RECORDS SHOWN:
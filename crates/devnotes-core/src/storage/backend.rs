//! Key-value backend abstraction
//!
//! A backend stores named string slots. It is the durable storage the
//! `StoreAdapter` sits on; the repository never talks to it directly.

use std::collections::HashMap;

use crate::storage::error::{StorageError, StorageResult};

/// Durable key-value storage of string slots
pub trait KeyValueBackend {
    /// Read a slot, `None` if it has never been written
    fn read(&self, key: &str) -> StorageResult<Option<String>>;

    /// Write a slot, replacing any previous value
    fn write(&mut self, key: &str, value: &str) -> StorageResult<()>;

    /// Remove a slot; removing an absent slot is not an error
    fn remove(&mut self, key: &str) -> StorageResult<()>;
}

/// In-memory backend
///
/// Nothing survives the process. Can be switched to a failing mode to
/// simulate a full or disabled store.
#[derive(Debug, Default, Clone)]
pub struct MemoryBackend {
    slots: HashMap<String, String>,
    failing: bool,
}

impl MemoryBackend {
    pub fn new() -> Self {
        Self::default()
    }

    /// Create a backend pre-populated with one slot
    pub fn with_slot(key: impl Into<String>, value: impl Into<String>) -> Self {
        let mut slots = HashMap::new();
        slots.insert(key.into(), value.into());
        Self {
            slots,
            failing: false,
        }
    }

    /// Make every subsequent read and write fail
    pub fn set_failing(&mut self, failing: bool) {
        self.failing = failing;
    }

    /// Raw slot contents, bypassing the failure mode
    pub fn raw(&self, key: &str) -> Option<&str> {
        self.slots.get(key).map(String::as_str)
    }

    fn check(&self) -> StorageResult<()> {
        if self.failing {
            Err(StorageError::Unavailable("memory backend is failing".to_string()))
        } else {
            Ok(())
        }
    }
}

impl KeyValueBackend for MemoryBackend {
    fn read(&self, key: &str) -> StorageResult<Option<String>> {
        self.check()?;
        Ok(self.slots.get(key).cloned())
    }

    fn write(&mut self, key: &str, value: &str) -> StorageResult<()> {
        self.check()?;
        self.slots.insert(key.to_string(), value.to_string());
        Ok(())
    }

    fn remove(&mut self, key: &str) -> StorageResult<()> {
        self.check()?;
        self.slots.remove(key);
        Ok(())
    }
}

...

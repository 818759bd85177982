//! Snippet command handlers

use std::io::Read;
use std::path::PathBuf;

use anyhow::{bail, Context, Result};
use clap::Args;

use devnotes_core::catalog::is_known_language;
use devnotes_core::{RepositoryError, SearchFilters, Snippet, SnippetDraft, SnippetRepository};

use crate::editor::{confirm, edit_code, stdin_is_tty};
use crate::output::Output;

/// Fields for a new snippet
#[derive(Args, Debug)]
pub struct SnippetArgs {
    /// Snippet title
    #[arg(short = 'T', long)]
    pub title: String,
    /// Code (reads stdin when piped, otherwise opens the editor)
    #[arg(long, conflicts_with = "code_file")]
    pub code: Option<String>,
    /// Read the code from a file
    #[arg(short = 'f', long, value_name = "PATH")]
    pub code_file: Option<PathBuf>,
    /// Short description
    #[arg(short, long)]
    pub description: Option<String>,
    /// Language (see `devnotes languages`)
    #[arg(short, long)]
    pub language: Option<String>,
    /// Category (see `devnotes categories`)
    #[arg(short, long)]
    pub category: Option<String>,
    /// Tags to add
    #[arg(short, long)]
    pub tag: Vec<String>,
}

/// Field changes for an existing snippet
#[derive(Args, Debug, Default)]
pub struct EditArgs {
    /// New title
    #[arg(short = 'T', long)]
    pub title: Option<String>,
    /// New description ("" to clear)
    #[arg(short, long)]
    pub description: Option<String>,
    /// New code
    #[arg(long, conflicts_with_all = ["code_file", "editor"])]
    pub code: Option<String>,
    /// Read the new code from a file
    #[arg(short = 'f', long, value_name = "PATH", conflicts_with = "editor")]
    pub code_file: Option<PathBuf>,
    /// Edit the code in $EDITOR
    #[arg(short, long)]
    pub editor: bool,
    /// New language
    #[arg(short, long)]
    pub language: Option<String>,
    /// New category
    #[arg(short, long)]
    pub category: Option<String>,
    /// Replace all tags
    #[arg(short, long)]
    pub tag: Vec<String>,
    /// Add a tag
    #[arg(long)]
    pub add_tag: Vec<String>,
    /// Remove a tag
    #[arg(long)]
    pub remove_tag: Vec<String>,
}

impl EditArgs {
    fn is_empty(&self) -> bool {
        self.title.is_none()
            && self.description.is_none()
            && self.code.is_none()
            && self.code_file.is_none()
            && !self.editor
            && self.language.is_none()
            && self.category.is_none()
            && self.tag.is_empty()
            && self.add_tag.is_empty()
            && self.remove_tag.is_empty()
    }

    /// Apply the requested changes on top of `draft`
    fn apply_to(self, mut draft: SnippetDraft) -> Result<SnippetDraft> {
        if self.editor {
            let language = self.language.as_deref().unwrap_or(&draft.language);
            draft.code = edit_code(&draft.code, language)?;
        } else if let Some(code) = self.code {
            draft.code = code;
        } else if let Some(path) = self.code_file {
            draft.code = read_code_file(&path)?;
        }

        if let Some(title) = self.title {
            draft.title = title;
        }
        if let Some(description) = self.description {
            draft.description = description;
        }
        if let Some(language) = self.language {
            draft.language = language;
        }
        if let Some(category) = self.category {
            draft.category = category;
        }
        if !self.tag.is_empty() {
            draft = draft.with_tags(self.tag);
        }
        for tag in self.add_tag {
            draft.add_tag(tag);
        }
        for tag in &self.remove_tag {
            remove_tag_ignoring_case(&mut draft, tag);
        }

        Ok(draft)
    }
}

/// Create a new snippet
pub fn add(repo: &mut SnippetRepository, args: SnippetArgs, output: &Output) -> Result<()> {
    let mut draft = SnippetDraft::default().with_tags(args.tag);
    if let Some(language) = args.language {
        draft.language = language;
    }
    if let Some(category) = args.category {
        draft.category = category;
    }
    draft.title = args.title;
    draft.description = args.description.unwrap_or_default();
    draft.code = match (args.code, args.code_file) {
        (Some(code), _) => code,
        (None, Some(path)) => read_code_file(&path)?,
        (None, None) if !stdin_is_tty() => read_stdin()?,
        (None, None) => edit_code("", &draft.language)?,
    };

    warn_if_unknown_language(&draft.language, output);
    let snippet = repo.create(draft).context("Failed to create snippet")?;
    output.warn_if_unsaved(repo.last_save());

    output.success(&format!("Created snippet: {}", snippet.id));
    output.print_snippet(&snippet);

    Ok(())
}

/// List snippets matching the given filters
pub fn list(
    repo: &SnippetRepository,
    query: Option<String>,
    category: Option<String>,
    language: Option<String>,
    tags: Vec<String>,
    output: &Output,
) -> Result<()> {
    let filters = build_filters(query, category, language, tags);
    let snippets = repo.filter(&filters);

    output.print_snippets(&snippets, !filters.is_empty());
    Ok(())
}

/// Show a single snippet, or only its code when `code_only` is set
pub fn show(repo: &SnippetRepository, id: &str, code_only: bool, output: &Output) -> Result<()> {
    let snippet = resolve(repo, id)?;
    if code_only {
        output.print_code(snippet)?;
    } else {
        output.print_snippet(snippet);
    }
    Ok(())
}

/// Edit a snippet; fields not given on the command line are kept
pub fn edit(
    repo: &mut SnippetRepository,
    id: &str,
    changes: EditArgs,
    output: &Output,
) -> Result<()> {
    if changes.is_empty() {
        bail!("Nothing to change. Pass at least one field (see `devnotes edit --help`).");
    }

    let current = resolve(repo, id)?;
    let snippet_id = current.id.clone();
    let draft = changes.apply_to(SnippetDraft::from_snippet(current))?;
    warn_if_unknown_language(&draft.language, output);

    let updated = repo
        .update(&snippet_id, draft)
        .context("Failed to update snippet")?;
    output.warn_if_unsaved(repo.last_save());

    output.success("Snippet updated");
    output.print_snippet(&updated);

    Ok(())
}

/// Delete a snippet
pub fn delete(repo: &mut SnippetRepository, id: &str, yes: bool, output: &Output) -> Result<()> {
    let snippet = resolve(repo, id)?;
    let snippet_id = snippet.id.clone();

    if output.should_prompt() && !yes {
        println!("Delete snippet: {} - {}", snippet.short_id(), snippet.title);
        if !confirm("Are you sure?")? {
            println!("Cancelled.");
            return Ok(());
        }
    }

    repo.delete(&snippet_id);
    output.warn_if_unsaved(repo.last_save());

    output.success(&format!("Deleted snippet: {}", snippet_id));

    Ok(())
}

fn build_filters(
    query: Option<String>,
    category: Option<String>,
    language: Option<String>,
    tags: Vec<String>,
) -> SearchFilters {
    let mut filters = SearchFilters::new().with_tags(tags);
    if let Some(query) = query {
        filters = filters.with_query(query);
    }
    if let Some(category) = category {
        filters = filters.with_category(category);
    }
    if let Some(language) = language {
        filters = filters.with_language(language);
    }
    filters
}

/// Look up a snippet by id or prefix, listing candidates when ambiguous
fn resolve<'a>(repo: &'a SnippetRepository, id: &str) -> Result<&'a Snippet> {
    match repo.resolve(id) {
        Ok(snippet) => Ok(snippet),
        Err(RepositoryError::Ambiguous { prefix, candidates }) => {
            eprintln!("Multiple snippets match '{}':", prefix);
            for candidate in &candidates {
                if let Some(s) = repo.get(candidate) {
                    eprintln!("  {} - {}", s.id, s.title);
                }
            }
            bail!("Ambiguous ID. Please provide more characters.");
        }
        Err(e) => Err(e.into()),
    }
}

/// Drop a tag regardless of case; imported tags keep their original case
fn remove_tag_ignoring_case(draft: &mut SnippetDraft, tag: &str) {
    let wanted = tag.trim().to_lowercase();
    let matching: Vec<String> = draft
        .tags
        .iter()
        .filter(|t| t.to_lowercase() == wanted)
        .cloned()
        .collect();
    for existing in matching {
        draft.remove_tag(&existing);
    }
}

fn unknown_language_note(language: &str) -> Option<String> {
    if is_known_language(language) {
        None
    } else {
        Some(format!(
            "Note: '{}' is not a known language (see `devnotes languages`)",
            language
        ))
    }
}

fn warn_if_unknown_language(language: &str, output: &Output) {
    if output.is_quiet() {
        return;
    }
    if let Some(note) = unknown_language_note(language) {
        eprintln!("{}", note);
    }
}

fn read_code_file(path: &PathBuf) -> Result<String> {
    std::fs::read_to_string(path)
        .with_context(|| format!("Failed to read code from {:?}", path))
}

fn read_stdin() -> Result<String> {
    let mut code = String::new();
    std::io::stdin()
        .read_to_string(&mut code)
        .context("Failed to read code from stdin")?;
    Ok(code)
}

AIM OF THE EXERCISE:
Go through the listing above and write out exactly the lines starting with the one holding "filename crates/devnotes-core/src/storage/backend.rs" and running through the one holding "with one slot", ends included, and no others.

SOLUTION:
filename crates/devnotes-core/src/storage/backend.rs
//! Key-value backend abstraction
//!
//! A backend stores named string slots. It is the durable storage the
//! `StoreAdapter` sits on; the repository never talks to it directly.

use std::collections::HashMap;

use crate::storage::error::{StorageError, StorageResult};

/// Durable key-value storage of string slots
pub trait KeyValueBackend {
    /// Read a slot, `None` if it has never been written
    fn read(&self, key: &str) -> StorageResult<Option<String>>;

    /// Write a slot, replacing any previous value
    fn write(&mut self, key: &str, value: &str) -> StorageResult<()>;

    /// Remove a slot; removing an absent slot is not an error
    fn remove(&mut self, key: &str) -> StorageResult<()>;
}

/// In-memory backend
///
/// Nothing survives the process. Can be switched to a failing mode to
/// simulate a full or disabled store.
#[derive(Debug, Default, Clone)]
pub struct MemoryBackend {
    slots: HashMap<String, String>,
    failing: bool,
}

impl MemoryBackend {
    pub fn new() -> Self {
        Self::default()
    }

    /// Create a backend pre-populated with one slot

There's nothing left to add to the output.